В 1776 году, когда Юму стукнуло 65, постоянные недомогания организма, давно тревожившие его, совершенно подорвали его здоровье, так что ни о каком излечении уже не могло быть и речи. Несколько месяцев он знал о скорой смерти, но образ его жизни оставался неизменным. Его весёлость не изменилась ни на йоту, несмотря на все возраставшие симптомы болезни. С простотой, веселостью, неизменным юмором он спокойно ожидал неизбежного. Это удивительное душевное равновесие сопутствовало ему до самого конца.

There was no ostentation of stoicism, much less any Addisonian dotting of death-bed i's. Not long before he died he amused himself by writing his autobiography—a model of pointed brevity. In one of his last conversations—it was with Adam Smith —he composed an imaginary conversation between himself and Charon, after the manner of Lucian:

Это не был показушный стоицизм, еще менее аддисоново смирение перед неизбежным. Незадолго до смерти он развлекал себя писанием автобиографии -- образец лаконизма при отражении всего существенного. Во время одной из последних бесед с друзьями -- об этой беседе рассказал Адам Смит -- он сымпровизировал свой диалог с Хароном на манер Лукиана:

"'Have a little patience, good Charon, I have been endeavouring to open the eyes of the Public. If I live a few years longer, I may have the satisfaction of seeing the downfall of some of the prevailing systems of superstition.' But Charon would then lose all temper and decency. 'You loitering rogue, that will not happen these many hundred years. Do you fancy I will grant you a lease for so long a term? Get into the boat this instant, you lazy, loitering rogue.'"

"Потерпи чуток, добрый Харон. Сейчас я занят очень важным делом: просвещением публики. Через несколько лет все мы увидим, как с глаз людей спадет пелена самых закоснелых предрассудков". Харон от таких слов аж едва не захлебнулся от возмущения. Бездельник. Уже несколько столетий это мероприятие оказывается безуспешным.
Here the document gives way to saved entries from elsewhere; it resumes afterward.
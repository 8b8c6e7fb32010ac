//! Audit document rendering: a mechanical walk over the completed result
//! tree and its statistics, producing a JSON-serializable trail isomorphic
//! to the message's class → element → attribute shape.

use chrono::{DateTime, Utc};
use serde::Serialize;
use uuid::Uuid;

use crate::bundle::ReferenceBundle;
use crate::model::item::EvaluationItem;
use crate::result::{EvaluationResult, ProcessingState};
use crate::stats::{ScoreRollup, Statistics};

#[derive(Debug, Clone, Serialize)]
pub struct AuditDocument {
    pub evaluation_id: Uuid,
    pub generated_at: DateTime<Utc>,
    pub rubric: String,
    pub rubric_version: String,
    pub model_version: String,
    pub score: u64,
    pub weighted_score: u64,
    pub critical_failures: u64,
    pub outcomes: Vec<AuditOutcome>,
    pub classes: Vec<AuditClass>,
}

#[derive(Debug, Clone, Serialize)]
pub struct AuditClass {
    pub mnemonic: String,
    pub display_name: String,
    pub score: u64,
    pub weighted_score: u64,
    pub rollup: ScoreRollup,
    pub elements: Vec<AuditElement>,
}

#[derive(Debug, Clone, Serialize)]
pub struct AuditElement {
    pub mnemonic: String,
    pub display_name: String,
    pub sequence: u32,
    pub score: u64,
    pub weighted_score: u64,
    pub rollup: ScoreRollup,
    pub outcomes: Vec<AuditOutcome>,
    pub attributes: Vec<AuditAttribute>,
}

#[derive(Debug, Clone, Serialize)]
pub struct AuditAttribute {
    pub mnemonic: String,
    pub display_name: String,
    pub value: Option<String>,
    pub outcomes: Vec<AuditOutcome>,
}

/// One assessment outcome as shown in the trail. Conditional and dependent
/// records are included with their markers so a reviewer can follow the
/// whole chain, in execution order.
#[derive(Debug, Clone, Serialize)]
pub struct AuditOutcome {
    pub criterion: String,
    pub method: String,
    pub state: ProcessingState,
    pub weight: u64,
    pub critical: bool,
    pub conditional: bool,
    pub dependent: bool,
    pub reason: Option<String>,
}

impl AuditOutcome {
    fn from_result(result: &EvaluationResult) -> Self {
        Self {
            criterion: result.criterion_name.clone(),
            method: result.sam_mnemonic.clone(),
            state: result.state,
            weight: result.weight,
            critical: result.is_critical,
            conditional: result.is_conditional,
            dependent: result.is_dependent,
            reason: result.reason.clone(),
        }
    }
}

fn outcomes_of(item: &EvaluationItem) -> Vec<AuditOutcome> {
    item.results.iter().map(AuditOutcome::from_result).collect()
}

/// Render the trail for a completed evaluation. The tree and statistics
/// share walk order, so classes and elements line up by position.
pub fn render(
    tree: &EvaluationItem,
    statistics: &Statistics,
    bundle: &ReferenceBundle,
) -> AuditDocument {
    let classes = tree
        .children
        .iter()
        .zip(&statistics.classes)
        .map(|(class_item, class_stats)| AuditClass {
            mnemonic: class_item.entity.mnemonic.clone(),
            display_name: class_item.entity.display_name.clone(),
            score: class_stats.rollup.score(),
            weighted_score: class_stats.rollup.weighted_score(),
            rollup: class_stats.rollup,
            elements: class_item
                .children
                .iter()
                .zip(&class_stats.elements)
                .map(|(element_item, element_stats)| AuditElement {
                    mnemonic: element_item.entity.mnemonic.clone(),
                    display_name: element_item.entity.display_name.clone(),
                    sequence: element_item.sequence,
                    score: element_stats.rollup.score(),
                    weighted_score: element_stats.rollup.weighted_score(),
                    rollup: element_stats.rollup,
                    outcomes: outcomes_of(element_item),
                    attributes: element_item
                        .children
                        .iter()
                        .map(|attribute_item| AuditAttribute {
                            mnemonic: attribute_item.entity.mnemonic.clone(),
                            display_name: attribute_item.entity.display_name.clone(),
                            value: attribute_item.data.as_ref().map(|d| d.display_value()),
                            outcomes: outcomes_of(attribute_item),
                        })
                        .collect(),
                })
                .collect(),
        })
        .collect();

    AuditDocument {
        evaluation_id: Uuid::new_v4(),
        generated_at: Utc::now(),
        rubric: bundle.rubric.name.clone(),
        rubric_version: bundle.rubric.version.clone(),
        model_version: bundle.model.version.clone(),
        score: statistics.message.score(),
        weighted_score: statistics.message.weighted_score(),
        critical_failures: statistics.message.critical_failures,
        outcomes: outcomes_of(tree),
        classes,
    }
}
Ты, что, хочешь выторговать для себя ещё столько же? А ну-ка живо полезай в мою ладью"

Within a few days of his death he wrote a brief letter to his old friend, the Comtesse de Boufflers; it was the final expression of a supreme detachment. "My disorder," he said, "is a diarrhoea, or disorder in my bowels, which has been gradually undermining me these two years; but, within these six months, has been visibly hastening me to my end. I see death approach gradually, without anxiety or regret. I salute you, with great affection and regard, for the last time."
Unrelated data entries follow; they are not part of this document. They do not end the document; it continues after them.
use std::sync::Arc;

use criterion::{criterion_group, criterion_main, Criterion};
use uuid::Uuid;

use acuity::{
    Cardinality, Entity, EntityDataType, EntityModel, EvaluationCriterion, EvaluationItem,
    EvaluationOptions, Evaluator, ItemData, MethodRegistry, ObservationValue, ReferenceBundle,
    Rubric, SamDefinition, ScoringEffect,
};

fn bundle() -> ReferenceBundle {
    let attribute = Entity::new(
        "obx-value",
        "Observation Value",
        EntityDataType::ObservationValue,
        Cardinality::ExactlyOne,
    );
    let element = Entity::new(
        "obx",
        "Observation",
        EntityDataType::Structural,
        Cardinality::ZeroOrMany,
    )
    .with_children(vec![attribute]);
    let class = Entity::new(
        "order",
        "Order",
        EntityDataType::Structural,
        Cardinality::OneOrMany,
    )
    .with_children(vec![element]);
    let root = Entity::new(
        "msg",
        "Message",
        EntityDataType::Structural,
        Cardinality::ExactlyOne,
    )
    .with_children(vec![class]);

    let mut rubric = Rubric::new("bench", "1.0");
    rubric.criteria = vec![
        EvaluationCriterion {
            id: Uuid::new_v4(),
            entity_mnemonic: "obx-value".into(),
            sam_mnemonic: "numeric-value".into(),
            parameters: Vec::new(),
            condition_sam: None,
            condition_parameters: Vec::new(),
            sequence: 1,
            effect: ScoringEffect::Scoring,
            weight: 1,
            is_critical: false,
            name: None,
            description: None,
        },
    ];

    ReferenceBundle::new(rubric, EntityModel::new("2.1", root)).with_definitions([
        SamDefinition::new("value-present"),
        SamDefinition::new("numeric-value").with_prerequisite("value-present"),
    ])
}

fn tree(bundle: &ReferenceBundle, observations: usize) -> EvaluationItem {
    let root_entity = Arc::new(bundle.model.root.clone());
    let class_entity = Arc::new(bundle.model.find("order").unwrap().clone());
    let element_entity = Arc::new(bundle.model.find("obx").unwrap().clone());
    let attribute_entity = Arc::new(bundle.model.find("obx-value").unwrap().clone());

    let mut root = EvaluationItem::root(root_entity);
    let class = root.add_class(class_entity);
    for i in 0..observations {
        let element = class.add_element(Arc::clone(&element_entity));
        element.add_attribute(
            Arc::clone(&attribute_entity),
            Some(ItemData::ObservationValue(ObservationValue {
                value: format!("{}.5", i),
                unit: None,
                reference_range: None,
            })),
        );
    }
    root
}

fn bench_evaluation(c: &mut Criterion) {
    let runtime = tokio::runtime::Builder::new_current_thread()
        .build()
        .expect("runtime");
    let bundle = bundle();
    let registry = Arc::new(MethodRegistry::with_builtins());
    let evaluator = Evaluator::new(registry);
    let options = EvaluationOptions::default();

    c.bench_function("evaluate 100 observations", |b| {
        b.iter(|| {
            let tree = tree(&bundle, 100);
            let report = runtime
                .block_on(evaluator.evaluate(tree, &bundle, &options))
                .expect("evaluation");
            assert_eq!(report.statistics.message.score(), 100);
        })
    });
}

criterion_group!(benches, bench_evaluation);
criterion_main!(benches);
За несколько дней до смерти Юм написал короткое письмо к графине де Буффлер: это было финальное выражение его 'прощай'. "Моё нездоровье", -- писал он, -- "выражается в диарее и других беспорядках в моих кишках. Они точили меня в течение двух лет, но в последние два месяца измотали меня до смерти. Я гляжу, как медленн приближается смерть без забот и волнения. Мой вам прощальный привет с любовью и сожалением".